Июль. Жара.
Если говорить о городе, то эти слова можно назвать синонимами, они и обозначают одно и то же. Жара и июль – эти два неразлучных близнеца – появились на свет только для того, чтобы заставить вас страдать.
Воздух осязаем. Вы можете протянуть руку и пощупать его. Он вязкий и липкий. Вы даже можете одеться в него, словно в клейкую тягучую одежду. В сточных канавах асфальт превратился в смолу и, стараясь пробраться по улице, ваши каблуки вязнут в нем. Тусклый безжизненный отблеск тротуара в сочетании с томным пятном сточной канавы создает ослепительный контраст света и тени. На безмолвном, бледном, словно выцветшая ткань, небе низко садится солнце. Здесь есть только намек на голубое небо, а сама голубизна смыта огромной энергией солнца. И кругом разлит такой мерцающий свет жары, что в любую минуту он может разразиться дождем.

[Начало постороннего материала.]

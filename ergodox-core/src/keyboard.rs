//! Keyboard task: turns debounced key events into HID reports.
//!
//! Events are taken off the key event channel strictly one at a time, and an
//! event is fully processed, including any layer stack mutation it causes,
//! before the next one is received. A layer key and a letter key pressed in
//! the same scan pass therefore resolve in queue order.

use core::cell::RefCell;

use embassy_futures::yield_now;
use embassy_time::Timer;
use usbd_hid::descriptor::{KeyboardReport, MediaKeyboardReport, MouseReport, SystemControlReport};

use crate::action::Action;
use crate::channel::{KEY_EVENT_CHANNEL, KEYBOARD_REPORT_CHANNEL};
use crate::config::BehaviorConfig;
use crate::event::KeyboardEvent;
use crate::hid::Report;
use crate::input_device::Runnable;
use crate::keyboard_macro::MacroOperation;
use crate::keycode::KeyCode;
use crate::keymap::KeyMap;
use crate::layer_stack::ActivationId;

pub struct Keyboard<'a, const ROW: usize, const COL: usize, const NUM_LAYER: usize> {
    /// Keymap, shared with anything else that needs to inspect layer state
    keymap: &'a RefCell<KeyMap<'a, ROW, COL, NUM_LAYER>>,

    /// Behavior config
    behavior: BehaviorConfig,

    /// Bitfield of currently held modifier keys
    held_modifiers: u8,

    /// Modifiers applied by `KeyWithModifier` actions currently held
    with_modifiers: u8,

    /// Physical position owning each of the 6 keycode slots
    registered_keys: [Option<(u8, u8)>; 6],

    /// Keycodes in the 6KRO report
    held_keycodes: [KeyCode; 6],

    /// Internal mouse report
    mouse_report: MouseReport,

    /// Internal media report
    media_report: MediaKeyboardReport,

    /// Internal system control report
    system_control_report: SystemControlReport,
}

impl<'a, const ROW: usize, const COL: usize, const NUM_LAYER: usize> Runnable
    for Keyboard<'a, ROW, COL, NUM_LAYER>
{
    /// Main keyboard processing task, it receives events from the key event
    /// channel and processes them into hid reports.
    async fn run(&mut self) {
        loop {
            let event = KEY_EVENT_CHANNEL.receive().await;
            self.process_inner(event).await;
        }
    }
}

impl<'a, const ROW: usize, const COL: usize, const NUM_LAYER: usize>
    Keyboard<'a, ROW, COL, NUM_LAYER>
{
    pub fn new(keymap: &'a RefCell<KeyMap<'a, ROW, COL, NUM_LAYER>>, behavior: BehaviorConfig) -> Self {
        Keyboard {
            keymap,
            behavior,
            held_modifiers: 0,
            with_modifiers: 0,
            registered_keys: [None; 6],
            held_keycodes: [KeyCode::No; 6],
            mouse_report: MouseReport {
                buttons: 0,
                x: 0,
                y: 0,
                wheel: 0,
                pan: 0,
            },
            media_report: MediaKeyboardReport { usage_id: 0 },
            system_control_report: SystemControlReport { usage_id: 0 },
        }
    }

    async fn send_report(&self, report: Report) {
        KEYBOARD_REPORT_CHANNEL.sender().send(report).await
    }

    /// Process key changes at (row, col)
    async fn process_inner(&mut self, event: KeyboardEvent) {
        let resolved = self.keymap.borrow().resolve(event);
        let Some(resolved) = resolved else {
            trace!("no action at ({}, {})", event.row, event.col);
            return;
        };
        debug!("resolved {:?} on layer {}", resolved.action, resolved.layer);
        self.process_action(resolved.action, event).await;
    }

    async fn process_action(&mut self, action: Action, event: KeyboardEvent) {
        match action {
            Action::Key(key) => self.process_action_keycode(key, event).await,
            Action::KeyWithModifier(key, modifiers) => {
                if event.pressed {
                    // Combined into the hid report, so the modifiers are
                    // "pressed" in the same report as the key
                    self.with_modifiers |= modifiers.to_hid_modifier_bits();
                } else {
                    self.with_modifiers &= !modifiers.to_hid_modifier_bits();
                }
                self.process_action_keycode(key, event).await;
            }
            Action::LayerMomentary(layer) => {
                let id = ActivationId::from_position(event.row, event.col, COL as u8);
                if event.pressed {
                    self.keymap.borrow_mut().activate(layer, id);
                } else {
                    self.keymap.borrow_mut().deactivate(id);
                }
            }
            Action::LayerToggle(layer) => {
                // Toggle on press only, the release is a no-op
                if event.pressed {
                    let id = ActivationId::from_position(event.row, event.col, COL as u8);
                    self.keymap.borrow_mut().toggle(layer, id);
                }
            }
            Action::Macro(index) => {
                if event.pressed {
                    self.process_action_macro(index).await;
                }
            }
        }
    }

    // Process a single keycode, typically a basic key or a modifier key.
    async fn process_action_keycode(&mut self, key: KeyCode, event: KeyboardEvent) {
        if key.is_consumer() {
            self.process_action_consumer_control(key, event).await;
        } else if key.is_system() {
            self.process_action_system_control(key, event).await;
        } else if key.is_mouse_key() {
            self.process_action_mouse(key, event).await;
        } else if key.is_modifier() {
            if event.pressed {
                self.held_modifiers |= key.as_modifier_bit();
            } else {
                self.held_modifiers &= !key.as_modifier_bit();
            }
            self.send_keyboard_report().await;
        } else if key.is_basic() {
            self.process_basic(key, event).await;
        } else {
            warn!("Unsupported key: {:?}", key);
        }
    }

    // Process a basic keypress/release
    async fn process_basic(&mut self, key: KeyCode, event: KeyboardEvent) {
        if event.pressed {
            self.register_keycode(key, Some((event.row, event.col)));
        } else {
            self.unregister_keycode(key, Some((event.row, event.col)));
        }
        self.send_keyboard_report().await;
    }

    /// Process consumer control action. Consumer control keys are keys in hid consumer page, such as media keys.
    async fn process_action_consumer_control(&mut self, key: KeyCode, event: KeyboardEvent) {
        self.media_report.usage_id = if event.pressed {
            key.as_consumer_control_usage_id() as u16
        } else {
            0
        };
        self.send_report(Report::MediaKeyboardReport(self.media_report)).await;
        yield_now().await;
    }

    /// Process system control action. System control keys are keys in system page, such as power key.
    async fn process_action_system_control(&mut self, key: KeyCode, event: KeyboardEvent) {
        if event.pressed {
            if let Some(system_key) = key.as_system_control_usage_id() {
                self.system_control_report.usage_id = system_key as u8;
                self.send_report(Report::SystemControlReport(self.system_control_report))
                    .await;
                yield_now().await;
            }
        } else {
            self.system_control_report.usage_id = 0;
            self.send_report(Report::SystemControlReport(self.system_control_report))
                .await;
            yield_now().await;
        }
    }

    /// Process mouse key action.
    async fn process_action_mouse(&mut self, key: KeyCode, event: KeyboardEvent) {
        let move_delta = self.behavior.mouse.move_delta;
        let wheel_delta = self.behavior.mouse.wheel_delta;
        if event.pressed {
            match key {
                KeyCode::MouseUp => self.mouse_report.y = -move_delta,
                KeyCode::MouseDown => self.mouse_report.y = move_delta,
                KeyCode::MouseLeft => self.mouse_report.x = -move_delta,
                KeyCode::MouseRight => self.mouse_report.x = move_delta,
                KeyCode::MouseWheelUp => self.mouse_report.wheel = wheel_delta,
                KeyCode::MouseWheelDown => self.mouse_report.wheel = -wheel_delta,
                KeyCode::MouseBtn1 => self.mouse_report.buttons |= 1 << 0,
                KeyCode::MouseBtn2 => self.mouse_report.buttons |= 1 << 1,
                KeyCode::MouseBtn3 => self.mouse_report.buttons |= 1 << 2,
                _ => {}
            }
        } else {
            match key {
                KeyCode::MouseUp | KeyCode::MouseDown => self.mouse_report.y = 0,
                KeyCode::MouseLeft | KeyCode::MouseRight => self.mouse_report.x = 0,
                KeyCode::MouseWheelUp | KeyCode::MouseWheelDown => self.mouse_report.wheel = 0,
                KeyCode::MouseBtn1 => self.mouse_report.buttons &= !(1 << 0),
                KeyCode::MouseBtn2 => self.mouse_report.buttons &= !(1 << 1),
                KeyCode::MouseBtn3 => self.mouse_report.buttons &= !(1 << 2),
                _ => {}
            }
        }
        self.send_report(Report::MouseReport(self.mouse_report)).await;
        yield_now().await;
    }

    /// Replay a stored macro sequence. Playback blocks the event queue until
    /// the sequence is done.
    async fn process_action_macro(&mut self, index: u8) {
        let sequences = self.behavior.keyboard_macros.sequences;
        let Some(sequence) = sequences.get(index as usize) else {
            warn!("macro {} is not defined", index);
            return;
        };
        for operation in sequence.iter() {
            match *operation {
                MacroOperation::Press(key) => {
                    self.register_keycode(key, None);
                    self.send_keyboard_report().await;
                }
                MacroOperation::Release(key) => {
                    self.unregister_keycode(key, None);
                    self.send_keyboard_report().await;
                }
                MacroOperation::Tap(key) => {
                    self.register_keycode(key, None);
                    self.send_keyboard_report().await;
                    Timer::after_millis(2).await;
                    self.unregister_keycode(key, None);
                    self.send_keyboard_report().await;
                }
                MacroOperation::Delay(ms) => {
                    Timer::after_millis(ms as u64).await;
                }
            }
        }
    }

    async fn send_keyboard_report(&mut self) {
        self.send_report(Report::KeyboardReport(KeyboardReport {
            modifier: self.held_modifiers | self.with_modifiers,
            reserved: 0,
            leds: 0,
            keycodes: self.held_keycodes.map(|k| k.as_keyboard_usage()),
        }))
        .await;
        // Yield once after sending the report to channel
        yield_now().await;
    }

    /// Register a keycode into the first free slot of the 6KRO report. A
    /// modifier keycode lands in the modifier bitfield instead.
    fn register_keycode(&mut self, key: KeyCode, pos: Option<(u8, u8)>) {
        if key.is_modifier() {
            self.held_modifiers |= key.as_modifier_bit();
            return;
        }
        // Prefer a slot already owned by this physical position
        let slot = self
            .registered_keys
            .iter()
            .position(|k| pos.is_some() && *k == pos)
            .or_else(|| self.held_keycodes.iter().position(|&k| k == KeyCode::No));
        match slot {
            Some(index) => {
                self.held_keycodes[index] = key;
                self.registered_keys[index] = pos;
            }
            None => warn!("all 6 keycode slots taken, dropping {:?}", key),
        }
    }

    /// Clear a keycode from the report, matching the registering position
    /// when one is known and the keycode itself otherwise.
    fn unregister_keycode(&mut self, key: KeyCode, pos: Option<(u8, u8)>) {
        if key.is_modifier() {
            self.held_modifiers &= !key.as_modifier_bit();
            return;
        }
        let slot = self
            .registered_keys
            .iter()
            .position(|k| pos.is_some() && *k == pos)
            .or_else(|| self.held_keycodes.iter().position(|&k| k == key));
        if let Some(index) = slot {
            self.held_keycodes[index] = KeyCode::No;
            self.registered_keys[index] = None;
        }
    }
}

Здания переносят жару с важностью ортодоксальных евреев в длинных черных сюртуках. Такое состояние известно им. Некоторые из них молчаливо терпят эти страдания почти вот уже век, стоически перенося жару. На мостовой мелом небрежно начертаны слова:
Iesus Viene Preparanse рог Nuestra Redencion.
Но толпящимся у тротуара зданиям совершенно безразлично, будут ли они освобождены или обречены на вечные муки.
На этой улице неба почти нет.
В мире найдется немало таких мест, где небо бесконечно, где, простираясь от горизонта до горизонта, оно похоже на яркую голубую палатку. На этой улице все не так. Над неровными силуэтами зданий небо, кажется, вбили клином и колотили грязными кулаками до тех пор, пока оно плотно не покрыло улицу, чтобы задерживать здесь жару.
Улица безмолвна.
Сегодня воскресенье и только 8 часов 40 минут.
На расплавленном асфальте и водосточных канавах валяются вместе с неподвижно лежащими обрывками газет пустые консервные банки, битые бутылки и обломки ящиков из-под апельсинов. Невдалеке, на углу, разбросаны остатки от костра, разорванные и грязные матрацы из детских кроваток. На пожарной лестнице – необходимые мелочи быта: одеяла, подушки, пивные банки, растения в горшках и – повсюду гитара. Спящий на пожарной лестнице человек шевелит рукой, просовывает ее сквозь железную решетку, лениво свешивает и вновь замирает.
Вот оно – единственное движение на улице.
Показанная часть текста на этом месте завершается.